[[ Input open ]]
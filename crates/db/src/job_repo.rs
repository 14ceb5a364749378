//! Repository for the `stitch_jobs` table.
//!
//! States and failure kinds are stored as their string codes
//! (`JobState::as_str`, `FailureKind::code`); the trace is a JSONB array.

use pivot_core::failure::FailureKind;
use pivot_core::job::JobState;
use pivot_core::store::{JobRecord, JobStore, StoreError, INTERRUPTED_MESSAGE, MAX_LIST_LIMIT};
use pivot_core::trace::TraceEntry;
use pivot_core::types::{JobId, Timestamp};
use sqlx::types::Json;
use sqlx::{FromRow, PgPool};

/// Column list for `stitch_jobs` queries.
const COLUMNS: &str = "\
    id, human_name, project_name, source_count, state, \
    failure_kind, error, detail, result_ref, thumbnail_ref, trace, \
    created_at, updated_at";

/// A raw row from `stitch_jobs`.
#[derive(Debug, FromRow)]
struct JobRow {
    id: JobId,
    human_name: String,
    project_name: String,
    source_count: i32,
    state: String,
    failure_kind: Option<String>,
    error: Option<String>,
    detail: Option<String>,
    result_ref: Option<String>,
    thumbnail_ref: Option<String>,
    trace: Json<Vec<TraceEntry>>,
    created_at: Timestamp,
    updated_at: Timestamp,
}

impl TryFrom<JobRow> for JobRecord {
    type Error = StoreError;

    fn try_from(row: JobRow) -> Result<Self, Self::Error> {
        let state = row
            .state
            .parse::<JobState>()
            .map_err(|e| StoreError::Corrupt(format!("job {}: {e}", row.id)))?;
        let failure_kind = row
            .failure_kind
            .as_deref()
            .map(str::parse::<FailureKind>)
            .transpose()
            .map_err(|e| StoreError::Corrupt(format!("job {}: {e}", row.id)))?;

        Ok(JobRecord {
            id: row.id,
            human_name: row.human_name,
            project_name: row.project_name,
            source_count: row.source_count,
            state,
            failure_kind,
            error: row.error,
            detail: row.detail,
            result_ref: row.result_ref,
            thumbnail_ref: row.thumbnail_ref,
            trace: row.trace.0,
            created_at: row.created_at,
            updated_at: row.updated_at,
        })
    }
}

fn backend(err: sqlx::Error) -> StoreError {
    tracing::error!(error = %err, "Job store query failed");
    StoreError::Backend(err.to_string())
}

/// [`JobStore`] backed by Postgres.
#[derive(Debug, Clone)]
pub struct PgJobStore {
    pool: PgPool,
}

impl PgJobStore {
    pub fn new(pool: PgPool) -> Self {
        Self { pool }
    }
}

#[async_trait::async_trait]
impl JobStore for PgJobStore {
    async fn save(&self, record: &JobRecord) -> Result<(), StoreError> {
        sqlx::query(
            "INSERT INTO stitch_jobs \
                (id, human_name, project_name, source_count, state, failure_kind, \
                 error, detail, result_ref, thumbnail_ref, trace, created_at, updated_at) \
             VALUES ($1, $2, $3, $4, $5, $6, $7, $8, $9, $10, $11, $12, $13) \
             ON CONFLICT (id) DO UPDATE SET \
                state = EXCLUDED.state, \
                failure_kind = EXCLUDED.failure_kind, \
                error = EXCLUDED.error, \
                detail = EXCLUDED.detail, \
                result_ref = EXCLUDED.result_ref, \
                thumbnail_ref = EXCLUDED.thumbnail_ref, \
                trace = EXCLUDED.trace, \
                updated_at = EXCLUDED.updated_at",
        )
        .bind(record.id)
        .bind(&record.human_name)
        .bind(&record.project_name)
        .bind(record.source_count)
        .bind(record.state.as_str())
        .bind(record.failure_kind.map(FailureKind::code))
        .bind(&record.error)
        .bind(&record.detail)
        .bind(&record.result_ref)
        .bind(&record.thumbnail_ref)
        .bind(Json(&record.trace))
        .bind(record.created_at)
        .bind(record.updated_at)
        .execute(&self.pool)
        .await
        .map_err(backend)?;
        Ok(())
    }

    async fn find(&self, id: JobId) -> Result<Option<JobRecord>, StoreError> {
        let query = format!("SELECT {COLUMNS} FROM stitch_jobs WHERE id = $1");
        sqlx::query_as::<_, JobRow>(&query)
            .bind(id)
            .fetch_optional(&self.pool)
            .await
            .map_err(backend)?
            .map(JobRecord::try_from)
            .transpose()
    }

    async fn list_recent(&self, limit: i64) -> Result<Vec<JobRecord>, StoreError> {
        let query = format!(
            "SELECT {COLUMNS} FROM stitch_jobs ORDER BY created_at DESC, id ASC LIMIT $1"
        );
        sqlx::query_as::<_, JobRow>(&query)
            .bind(limit.clamp(1, MAX_LIST_LIMIT))
            .fetch_all(&self.pool)
            .await
            .map_err(backend)?
            .into_iter()
            .map(JobRecord::try_from)
            .collect()
    }

    async fn fail_interrupted(&self) -> Result<u64, StoreError> {
        let result = sqlx::query(
            "UPDATE stitch_jobs \
             SET state = $1, failure_kind = $2, error = $3, updated_at = NOW() \
             WHERE state NOT IN ($4, $1)",
        )
        .bind(JobState::Failed.as_str())
        .bind(FailureKind::Cancelled.code())
        .bind(INTERRUPTED_MESSAGE)
        .bind(JobState::Complete.as_str())
        .execute(&self.pool)
        .await
        .map_err(backend)?;
        Ok(result.rows_affected())
    }
}
/// Every job is identified by a random (v4) UUID.
pub type JobId = uuid::Uuid;

/// All timestamps are UTC.
pub type Timestamp = chrono::DateTime<chrono::Utc>;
[[ Input closed ]]
_Assignment_: Please return all of the records exactly as they appear.

_Written reply_:
filename crates/db/src/job_repo.rs
repository 14ceb5a364749378
//! Repository for the `stitch_jobs` table.
//!
//! States and failure kinds are stored as their string codes
//! (`JobState::as_str`, `FailureKind::code`); the trace is a JSONB array.

use pivot_core::failure::FailureKind;
use pivot_core::job::JobState;
use pivot_core::store::{JobRecord, JobStore, StoreError, INTERRUPTED_MESSAGE, MAX_LIST_LIMIT};
use pivot_core::trace::TraceEntry;
use pivot_core::types::{JobId, Timestamp};
use sqlx::types::Json;
use sqlx::{FromRow, PgPool};

/// Column list for `stitch_jobs` queries.
const COLUMNS: &str = "\
    id, human_name, project_name, source_count, state, \
    failure_kind, error, detail, result_ref, thumbnail_ref, trace, \
    created_at, updated_at";

/// A raw row from `stitch_jobs`.
#[derive(Debug, FromRow)]
struct JobRow {
    id: JobId,
    human_name: String,
    project_name: String,
    source_count: i32,
    state: String,
    failure_kind: Option<String>,
    error: Option<String>,
    detail: Option<String>,
    result_ref: Option<String>,
    thumbnail_ref: Option<String>,
    trace: Json<Vec<TraceEntry>>,
    created_at: Timestamp,
    updated_at: Timestamp,
}

impl TryFrom<JobRow> for JobRecord {
    type Error = StoreError;

    fn try_from(row: JobRow) -> Result<Self, Self::Error> {
        let state = row
            .state
            .parse::<JobState>()
            .map_err(|e| StoreError::Corrupt(format!("job {}: {e}", row.id)))?;
        let failure_kind = row
            .failure_kind
            .as_deref()
            .map(str::parse::<FailureKind>)
            .transpose()
            .map_err(|e| StoreError::Corrupt(format!("job {}: {e}", row.id)))?;

        Ok(JobRecord {
            id: row.id,
            human_name: row.human_name,
            project_name: row.project_name,
            source_count: row.source_count,
            state,
            failure_kind,
            error: row.error,
            detail: row.detail,
            result_ref: row.result_ref,
            thumbnail_ref: row.thumbnail_ref,
            trace: row.trace.0,
            created_at: row.created_at,
            updated_at: row.updated_at,
        })
    }
}

fn backend(err: sqlx::Error) -> StoreError {
    tracing::error!(error = %err, "Job store query failed");
    StoreError::Backend(err.to_string())
}

/// [`JobStore`] backed by Postgres.
#[derive(Debug, Clone)]
pub struct PgJobStore {
    pool: PgPool,
}

impl PgJobStore {
    pub fn new(pool: PgPool) -> Self {
        Self { pool }
    }
}

#[async_trait::async_trait]
impl JobStore for PgJobStore {
    async fn save(&self, record: &JobRecord) -> Result<(), StoreError> {
        sqlx::query(
            "INSERT INTO stitch_jobs \
                (id, human_name, project_name, source_count, state, failure_kind, \
                 error, detail, result_ref, thumbnail_ref, trace, created_at, updated_at) \
             VALUES ($1, $2, $3, $4, $5, $6, $7, $8, $9, $10, $11, $12, $13) \
             ON CONFLICT (id) DO UPDATE SET \
                state = EXCLUDED.state, \
                failure_kind = EXCLUDED.failure_kind, \
                error = EXCLUDED.error, \
                detail = EXCLUDED.detail, \
                result_ref = EXCLUDED.result_ref, \
                thumbnail_ref = EXCLUDED.thumbnail_ref, \
                trace = EXCLUDED.trace, \
                updated_at = EXCLUDED.updated_at",
        )
        .bind(record.id)
        .bind(&record.human_name)
        .bind(&record.project_name)
        .bind(record.source_count)
        .bind(record.state.as_str())
        .bind(record.failure_kind.map(FailureKind::code))
        .bind(&record.error)
        .bind(&record.detail)
        .bind(&record.result_ref)
        .bind(&record.thumbnail_ref)
        .bind(Json(&record.trace))
        .bind(record.created_at)
        .bind(record.updated_at)
        .execute(&self.pool)
        .await
        .map_err(backend)?;
        Ok(())
    }

    async fn find(&self, id: JobId) -> Result<Option<JobRecord>, StoreError> {
        let query = format!("SELECT {COLUMNS} FROM stitch_jobs WHERE id = $1");
        sqlx::query_as::<_, JobRow>(&query)
            .bind(id)
            .fetch_optional(&self.pool)
            .await
            .map_err(backend)?
            .map(JobRecord::try_from)
            .transpose()
    }

    async fn list_recent(&self, limit: i64) -> Result<Vec<JobRecord>, StoreError> {
        let query = format!(
            "SELECT {COLUMNS} FROM stitch_jobs ORDER BY created_at DESC, id ASC LIMIT $1"
        );
        sqlx::query_as::<_, JobRow>(&query)
            .bind(limit.clamp(1, MAX_LIST_LIMIT))
            .fetch_all(&self.pool)
            .await
            .map_err(backend)?
            .into_iter()
            .map(JobRecord::try_from)
            .collect()
    }

    async fn fail_interrupted(&self) -> Result<u64, StoreError> {
        let result = sqlx::query(
            "UPDATE stitch_jobs \
             SET state = $1, failure_kind = $2, error = $3, updated_at = NOW() \
             WHERE state NOT IN ($4, $1)",
        )
        .bind(JobState::Failed.as_str())
        .bind(FailureKind::Cancelled.code())
        .bind(INTERRUPTED_MESSAGE)
        .bind(JobState::Complete.as_str())
        .execute(&self.pool)
        .await
        .map_err(backend)?;
        Ok(result.rows_affected())
    }
}
/// Every job is identified by a random (v4) UUID.
pub type JobId = uuid::Uuid;

/// All timestamps are UTC.
pub type Timestamp = chrono::DateTime<chrono::Utc>;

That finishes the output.